When did it all begin? Maybe the Speak Mandarin campaign, which was first designed to demote the use of dialects and which gradually expanded to guilt-trip the English-speaking Chinese and ultimately hard-sell the idea that Mandarin was a global language, if not an economically-useful one. But gradually—and perhaps this is something more noticeable to us minorities—Mandarin became some sort of default public language; MP’s would quote Mandarin proverbs, TVmobile would screen Chinese drama programmes, MRT station announcements were made in Mandarin, public roadshows would be conducted in Mandarin, and even a New Year countdown ended up looking as if all Singaporeans consumed Chinese pop culture.

Of course you don’t need me to tell you that these occurrences alienate us non-Chinese people. I’m sure you know this already. So the question is, why then do you keep doing it? Is there some sense that English is some elite or ‘cosmopolitan’ language, and that using Mandarin affords you a more immediate and ‘authentic’ connection with the ‘heartland’? But surely you’d know that there are ‘heartlanders’ who don’t speak a single word of Mandarin and for whom English is their only means of access to the public sphere? Do you think that by ‘pandering’ to us minorities, it means elevating English at the expense of Mandarin? Are you still stuck with the mindset that Mandarin is considered inferior to English and that some ‘proper’ decolonisation should involve Mandarin eventually displacing English as a lingua franca? If so, what do your East/West, cheena/kantang identity anxieties have to do with the rest of us who are not Chinese?
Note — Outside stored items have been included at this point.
// Copyright (c) 2025 Steve Wagner (ciroque@live.com)
// SPDX-License-Identifier: MIT

//! Data-transform actions for linear pipelines.
//!
//! A pipeline is an ordered list of steps, each naming a registered action
//! such as `core.transform.filter`. Items are JSON values. Predicates and
//! projections are written in a small sandboxed lambda language, and
//! `core.transform.scatter`/`core.transform.gather` open and close fan-outs
//! that run a sub-sequence once per element.
//!
//! # Example
//! ```rust
//! use dagwood_transforms::transforms;
//! use serde_json::json;
//!
//! let items = vec![json!(1), json!(2), json!(3), json!(4)];
//! let evens = transforms::filter(&items, "lambda x: x % 2 == 0").unwrap();
//! assert_eq!(evens, vec![json!(2), json!(4)]);
//! ```

pub mod actions;        // core.transform action catalog
pub mod config;         // pipeline loading + validation
pub mod engine;         // reference pipeline runner
pub mod errors;         // error handling
pub mod expression;     // sandboxed lambda language
pub mod fanout;         // scatter/gather contract
pub mod observability;
pub mod path;           // dotted/bracket path resolution
pub mod registry;       // action registry
pub mod traits;         // unified abstractions
pub mod transforms;     // pure transform functions
pub mod value;          // truthiness, numeric view, value keys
If your intention is not to exclude us, then perhaps you’re trying to encourage us to pick up the language by saturating the linguistic environment with Mandarin? Is this supposed to be some kind of retaliation for the fact that Chinese minorities in our neighboring countries have to learn BM and BI? But here’s the thing: the more strident your attempts, the more repulsed we become. You only end up politicising the language by making it look like an instrument of coercive assimilation. For a long time, whenever I heard Mandarin, I only heard something that was hostile, oppressive and imperialistic. All that celebration of the hegemony of Chinese-ness had robbed the language of its innocence. It took a while for me to even want to look at a Chinese character and have some curiosity about its meaning, and this only happened because I had friends who took interest in the richness and mysteries of my own mother tongue. Ultimately, the shrill campaigns and the market forces are going to end up being counter-productive, breeding resentment and resistance. The surest route to unpopularity is overkill.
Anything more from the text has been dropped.